Students commenting on UVM Religion’s Instagram are celebrating faculty members’ intelligence and approachability, thanking them for cultivating critical thinking skills and for the impact of their classes. UVM students are calling the decision to cut the department “gut wrenching,“ and “the worst idea UVM admins have ever had (that is REALLY saying something).”

Religion is not done with us

If this year has taught us anything, it’s that people need to know more about religion. Americans certainly do. Public schools in the U.S. don’t offer religious literacy courses, which means most Americans are shockingly ignorant about religion. Even if we weren’t dumb bunnies (as my ninth grade algebra teacher Sister Gertrude would have said), the U.S. Constitution enshrines specific protections for religion that it does not afford any other subject in, say, a Humanities curriculum.

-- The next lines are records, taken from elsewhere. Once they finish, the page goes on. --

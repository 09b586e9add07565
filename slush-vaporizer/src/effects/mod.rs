//! Effect definitions
//!
//! The ten supported effects form a closed enum. Each variant carries its
//! typed parameters and maps to exactly one SoX invocation shape. Effects are
//! built from a name plus a flat `name → number` parameter map; unknown names
//! and unknown parameter keys are rejected when the effect is constructed.

mod executor;

pub use executor::{EffectExecutor, SoxExecutor};

use crate::error::{Result, VaporError};
use serde::Serialize;
use std::collections::HashMap;
use std::fmt;
use std::str::FromStr;

/// Default bass boost gain (dB)
pub const DEFAULT_BASS_GAIN: f64 = 5.0;
/// Default pitch shift (cents)
pub const DEFAULT_PITCH_SHIFT: f64 = -75.0;
/// Default tremolo speed (Hz) and depth (%)
pub const DEFAULT_TREMOLO_FREQ: f64 = 500.0;
pub const DEFAULT_TREMOLO_DEPTH: f64 = 50.0;
/// Default gain (dB)
pub const DEFAULT_GAIN_DB: f64 = 0.0;
/// Default speed ratio
pub const DEFAULT_SPEED_RATIO: f64 = 0.75;
/// Default lowpass cutoff (Hz)
pub const DEFAULT_LOWPASS_CUTOFF: f64 = 3500.0;

/// Fixed phaser coefficients: gain-in, gain-out, delay (ms), decay, speed (Hz)
const PHASER_ARGS: [&str; 6] = ["0.9", "0.8", "2", "0.2", "0.5", "-s"];
/// Fixed compander: attack,decay  soft-knee:transfer  gain  initial-volume  delay
const COMPAND_ARGS: [&str; 5] = ["0.3,1", "6:-70,-60,-20", "-5", "-90", "0.2"];

/// Effect name, without parameters
#[derive(Debug, Clone, Copy, PartialEq, Eq, Hash)]
pub enum EffectKind {
    BassBoost,
    PitchShift,
    Oops,
    Tremolo,
    Phaser,
    Gain,
    Compand,
    Speed,
    Lowpass,
    Reverb,
}

impl EffectKind {
    /// All kinds, in chain order
    pub const ALL: [EffectKind; 10] = [
        EffectKind::BassBoost,
        EffectKind::PitchShift,
        EffectKind::Oops,
        EffectKind::Tremolo,
        EffectKind::Phaser,
        EffectKind::Gain,
        EffectKind::Compand,
        EffectKind::Speed,
        EffectKind::Lowpass,
        EffectKind::Reverb,
    ];

    pub fn as_str(&self) -> &'static str {
        match self {
            EffectKind::BassBoost => "bass_boost",
            EffectKind::PitchShift => "pitch_shift",
            EffectKind::Oops => "oops",
            EffectKind::Tremolo => "tremolo",
            EffectKind::Phaser => "phaser",
            EffectKind::Gain => "gain",
            EffectKind::Compand => "compand",
            EffectKind::Speed => "speed",
            EffectKind::Lowpass => "lowpass",
            EffectKind::Reverb => "reverb",
        }
    }
}

impl fmt::Display for EffectKind {
    fn fmt(&self, f: &mut fmt::Formatter<'_>) -> fmt::Result {
        f.write_str(self.as_str())
    }
}

impl FromStr for EffectKind {
    type Err = VaporError;

    fn from_str(s: &str) -> Result<Self> {
        EffectKind::ALL
            .iter()
            .copied()
            .find(|kind| kind.as_str() == s)
            .ok_or_else(|| VaporError::InvalidRequest(format!("Unknown effect: {}", s)))
    }
}

/// Reverb parameters (SoX `reverb` positional arguments)
#[derive(Debug, Clone, Copy, PartialEq, Serialize)]
pub struct ReverbParams {
    pub reverberance: f64,
    pub hf_damping: f64,
    pub room_scale: f64,
    pub stereo_depth: f64,
    pub pre_delay: f64,
    pub wet_gain: f64,
}

impl Default for ReverbParams {
    fn default() -> Self {
        Self {
            reverberance: 50.0,
            hf_damping: 50.0,
            room_scale: 100.0,
            stereo_depth: 100.0,
            pre_delay: 20.0,
            wet_gain: 0.0,
        }
    }
}

/// One effect invocation with its parameters
#[derive(Debug, Clone, PartialEq, Serialize)]
#[serde(tag = "name", rename_all = "snake_case")]
pub enum Effect {
    BassBoost { gain: f64 },
    PitchShift { shift: f64 },
    Oops,
    Tremolo { freq: f64, depth: f64 },
    Phaser,
    Gain { db: f64 },
    Compand,
    Speed { ratio: f64 },
    Lowpass { cutoff: f64 },
    Reverb(ReverbParams),
}

impl Effect {
    /// Build an effect from its name and a flat parameter map
    ///
    /// Missing parameters take their defaults. Unknown names, unknown keys and
    /// non-finite values are rejected as `InvalidRequest`.
    pub fn from_name_and_params(name: &str, params: &HashMap<String, f64>) -> Result<Self> {
        let kind: EffectKind = name.parse()?;
        let mut reader = ParamReader::new(kind, params);

        let effect = match kind {
            EffectKind::BassBoost => Effect::BassBoost {
                gain: reader.take("gain", DEFAULT_BASS_GAIN)?,
            },
            EffectKind::PitchShift => Effect::PitchShift {
                shift: reader.take("shift", DEFAULT_PITCH_SHIFT)?,
            },
            EffectKind::Oops => Effect::Oops,
            EffectKind::Tremolo => Effect::Tremolo {
                freq: reader.take("freq", DEFAULT_TREMOLO_FREQ)?,
                depth: reader.take("depth", DEFAULT_TREMOLO_DEPTH)?,
            },
            EffectKind::Phaser => Effect::Phaser,
            EffectKind::Gain => Effect::Gain {
                db: reader.take("db", DEFAULT_GAIN_DB)?,
            },
            EffectKind::Compand => Effect::Compand,
            EffectKind::Speed => Effect::Speed {
                ratio: reader.take("ratio", DEFAULT_SPEED_RATIO)?,
            },
            EffectKind::Lowpass => Effect::Lowpass {
                cutoff: reader.take("cutoff", DEFAULT_LOWPASS_CUTOFF)?,
            },
            EffectKind::Reverb => {
                let d = ReverbParams::default();
                Effect::Reverb(ReverbParams {
                    reverberance: reader.take("reverberance", d.reverberance)?,
                    hf_damping: reader.take("hf_damping", d.hf_damping)?,
                    room_scale: reader.take("room_scale", d.room_scale)?,
                    stereo_depth: reader.take("stereo_depth", d.stereo_depth)?,
                    pre_delay: reader.take("pre_delay", d.pre_delay)?,
                    wet_gain: reader.take("wet_gain", d.wet_gain)?,
                })
            }
        };

        reader.finish()?;
        Ok(effect)
    }

    pub fn kind(&self) -> EffectKind {
        match self {
            Effect::BassBoost { .. } => EffectKind::BassBoost,
            Effect::PitchShift { .. } => EffectKind::PitchShift,
            Effect::Oops => EffectKind::Oops,
            Effect::Tremolo { .. } => EffectKind::Tremolo,
            Effect::Phaser => EffectKind::Phaser,
            Effect::Gain { .. } => EffectKind::Gain,
            Effect::Compand => EffectKind::Compand,
            Effect::Speed { .. } => EffectKind::Speed,
            Effect::Lowpass { .. } => EffectKind::Lowpass,
            Effect::Reverb(_) => EffectKind::Reverb,
        }
    }

    pub fn name(&self) -> &'static str {
        self.kind().as_str()
    }

    /// SoX effect arguments (everything after `sox <in> <out>`)
    pub fn sox_args(&self) -> Vec<String> {
        match self {
            Effect::BassBoost { gain } => vec!["bass".into(), num(*gain)],
            Effect::PitchShift { shift } => vec!["pitch".into(), num(*shift)],
            Effect::Oops => vec!["oops".into()],
            Effect::Tremolo { freq, depth } => vec!["tremolo".into(), num(*freq), num(*depth)],
            Effect::Phaser => std::iter::once("phaser")
                .chain(PHASER_ARGS)
                .map(String::from)
                .collect(),
            Effect::Gain { db } => vec!["gain".into(), num(*db)],
            Effect::Compand => std::iter::once("compand")
                .chain(COMPAND_ARGS)
                .map(String::from)
                .collect(),
            Effect::Speed { ratio } => vec!["speed".into(), num(*ratio)],
            Effect::Lowpass { cutoff } => vec!["lowpass".into(), num(*cutoff), "0.707q".into()],
            Effect::Reverb(p) => vec![
                "reverb".into(),
                num(p.reverberance),
                num(p.hf_damping),
                num(p.room_scale),
                num(p.stereo_depth),
                num(p.pre_delay),
                num(p.wet_gain),
            ],
        }
    }
}

impl fmt::Display for Effect {
    fn fmt(&self, f: &mut fmt::Formatter<'_>) -> fmt::Result {
        write!(f, "{}", self.sox_args().join(" "))
    }
}

fn num(value: f64) -> String {
    format!("{}", value)
}

/// Consumes known keys from a parameter map and reports the leftovers
struct ParamReader<'a> {
    kind: EffectKind,
    params: &'a HashMap<String, f64>,
    consumed: Vec<&'static str>,
}

impl<'a> ParamReader<'a> {
    fn new(kind: EffectKind, params: &'a HashMap<String, f64>) -> Self {
        Self {
            kind,
            params,
            consumed: Vec::new(),
        }
    }

    fn take(&mut self, key: &'static str, default: f64) -> Result<f64> {
        self.consumed.push(key);
        match self.params.get(key) {
            None => Ok(default),
            Some(v) if v.is_finite() => Ok(*v),
            Some(v) => Err(VaporError::InvalidRequest(format!(
                "Parameter {} of {} must be finite, got {}",
                key, self.kind, v
            ))),
        }
    }

    fn finish(self) -> Result<()> {
        let mut unknown: Vec<&str> = self
            .params
            .keys()
            .map(String::as_str)
            .filter(|k| !self.consumed.contains(k))
            .collect();
        if unknown.is_empty() {
            return Ok(());
        }
        unknown.sort_unstable();
        Err(VaporError::InvalidRequest(format!(
            "Unknown parameter(s) for {}: {}",
            self.kind,
            unknown.join(", ")
        )))
    }
}
//! Loop extraction
//!
//! Picks the loudest window of a requested length, preferring windows that
//! start after the first 30 seconds (skipping intros), and writes it out as a
//! new working file.

use crate::audio::{decode_audio_file, write_wav_mono};
use crate::error::{Result, VaporError};
use crate::types::BestEffort;
use std::ops::Range;
use std::path::{Path, PathBuf};
use uuid::Uuid;

/// Windows starting before this offset are only used as a fallback
pub const INTRO_SKIP_SECONDS: f64 = 30.0;

/// Sample range of the loudest `duration_seconds` window
///
/// RMS is taken over centred, zero-padded frames of `L = duration × sr`
/// samples with hop `L / 2`. The winning frame index `t` maps to
/// `[t·hop, min(t·hop + L, n))`.
pub fn select_loop_window(
    samples: &[f32],
    sample_rate: u32,
    duration_seconds: f64,
) -> Result<Range<usize>> {
    if samples.is_empty() {
        return Err(VaporError::AnalysisFailed("No samples to search for a loop".into()));
    }
    if !duration_seconds.is_finite() || duration_seconds <= 0.0 {
        return Err(VaporError::InvalidRequest(format!(
            "Loop duration must be positive, got {}",
            duration_seconds
        )));
    }

    let frame_length = (duration_seconds * sample_rate as f64) as usize;
    let hop = frame_length / 2;
    if hop == 0 {
        return Err(VaporError::InvalidRequest(format!(
            "Loop duration {}s is too short at {} Hz",
            duration_seconds, sample_rate
        )));
    }

    let rms = frame_rms(samples, frame_length, hop);
    let search_start = (INTRO_SKIP_SECONDS * sample_rate as f64 / hop as f64).floor() as usize;

    let best = if rms.len() > search_start {
        search_start + argmax(&rms[search_start..])
    } else {
        argmax(&rms)
    };

    let start = (best * hop).min(samples.len());
    let end = (start + frame_length).min(samples.len());
    Ok(start..end)
}

/// Extract the loudest window of `input` into `output_dir/loop_{uuid}.wav`
///
/// Never fails: any problem is reported as `Degraded` and the caller keeps
/// working on the original input.
pub fn extract_loop(input: &Path, output_dir: &Path, duration_seconds: f64) -> BestEffort<PathBuf> {
    let outcome: BestEffort<PathBuf> = try_extract(input, output_dir, duration_seconds).into();
    match &outcome {
        BestEffort::Applied(path) => {
            tracing::info!(input = %input.display(), loop_path = %path.display(), "Loop extracted")
        }
        BestEffort::Degraded { reason } => {
            tracing::warn!(input = %input.display(), reason = %reason, "Loop detection skipped")
        }
    }
    outcome
}

fn try_extract(input: &Path, output_dir: &Path, duration_seconds: f64) -> Result<PathBuf> {
    let audio = decode_audio_file(input)
        .map_err(|e| VaporError::AnalysisFailed(format!("{:#}", e)))?;
    let window = select_loop_window(&audio.samples, audio.sample_rate, duration_seconds)?;

    let loop_path = output_dir.join(format!("loop_{}.wav", Uuid::new_v4()));
    if let Err(e) = write_wav_mono(&loop_path, &audio.samples[window], audio.sample_rate) {
        let _ = std::fs::remove_file(&loop_path);
        return Err(VaporError::AnalysisFailed(format!("{:#}", e)));
    }
    Ok(loop_path)
}

fn frame_rms(samples: &[f32], frame_length: usize, hop: usize) -> Vec<f64> {
    let pad = frame_length / 2;
    let frame_count = 1 + samples.len() / hop;

    (0..frame_count)
        .map(|t| {
            // Window in padded coordinates is [t·hop, t·hop + L)
            let lo = (t * hop).saturating_sub(pad);
            let hi = (t * hop + frame_length).saturating_sub(pad).min(samples.len());
            let energy: f64 = samples[lo.min(hi)..hi]
                .iter()
                .map(|s| (*s as f64) * (*s as f64))
                .sum();
            (energy / frame_length as f64).sqrt()
        })
        .collect()
}

/// First index of the maximum
fn argmax(values: &[f64]) -> usize {
    let mut best = 0;
    for (i, v) in values.iter().enumerate() {
        if *v > values[best] {
            best = i;
        }
    }
    best
}

#[cfg(test)]
mod tests {
    use super::*;

    #[test]
    fn test_short_input_uses_global_max() {
        // 4 s at 1 kHz, loud second between 2 s and 3 s
        let mut samples = vec![0.01f32; 4000];
        samples[2000..3000].iter_mut().for_each(|s| *s = 0.9);

        // Frame 5 (centred on 2.5 s) is loudest; the window starts at its centre
        let window = select_loop_window(&samples, 1000, 1.0).unwrap();
        assert_eq!(window, 2500..3500);
    }

    #[test]
    fn test_window_clipped_at_end() {
        let mut samples = vec![0.0f32; 2500];
        samples[2400..].iter_mut().for_each(|s| *s = 1.0);

        let window = select_loop_window(&samples, 1000, 1.0).unwrap();
        assert_eq!(window.end, 2500);
        assert!(window.len() <= 1000);
        assert!(window.contains(&2400));
    }

    #[test]
    fn test_invalid_duration_rejected() {
        let samples = vec![0.5f32; 100];
        assert!(select_loop_window(&samples, 1000, 0.0).is_err());
        assert!(select_loop_window(&samples, 1000, f64::NAN).is_err());
        assert!(select_loop_window(&[], 1000, 1.0).is_err());
    }

    #[test]
    fn test_frame_count_matches_centered_framing() {
        let samples = vec![0.1f32; 10_000];
        assert_eq!(frame_rms(&samples, 1000, 500).len(), 21);
    }

    #[test]
    fn test_unreadable_input_degrades() {
        let temp_dir = tempfile::TempDir::new().unwrap();
        let outcome = extract_loop(Path::new("/nonexistent/song.mp3"), temp_dir.path(), 10.0);
        assert!(!outcome.is_applied());
        assert_eq!(std::fs::read_dir(temp_dir.path()).unwrap().count(), 0);
    }
}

The Constitution makes religion special in the United States, whether we like it or not. 

There’s a lot not to like, to be honest. Our current Supreme Court seems strongly inclined to further entrench conservative white christian* supremacy for decades to come. Religion shapes public health: what kind of healthcare a hospital will provide; whether your employer has to subsidize your healthcare; whether your community should expect an uptick in COVID infections shortly after the 25th of December. Religion shapes our courts, our prisons, our economy, our law enforcement, our popular culture, even our calendars. Religion is, as we say on Keeping It 101, in the floorboards. And as former Secretary of State John Kerry put it, “we ignore the global impact of religion at our peril.”

The University of Vermont might think it’s done with Religion, but it’s wrong. Religion will continue to shape UVM and Vermont, as it continues to shape our country and our world. By proposing to eliminate UVM Religion, the University of Vermont threatens to leave its students and its community less prepared to recognize and respond to religion at work in the world.

Virtuous studies and matters, indeed. 

*For a full explanation of the use of the lowercase here, see this passage in Dr. Goodwin’s Abusing Religion: Literary Persecution, Sex Scandals, and American Minority Religion (Rutgers U. Press, 2020).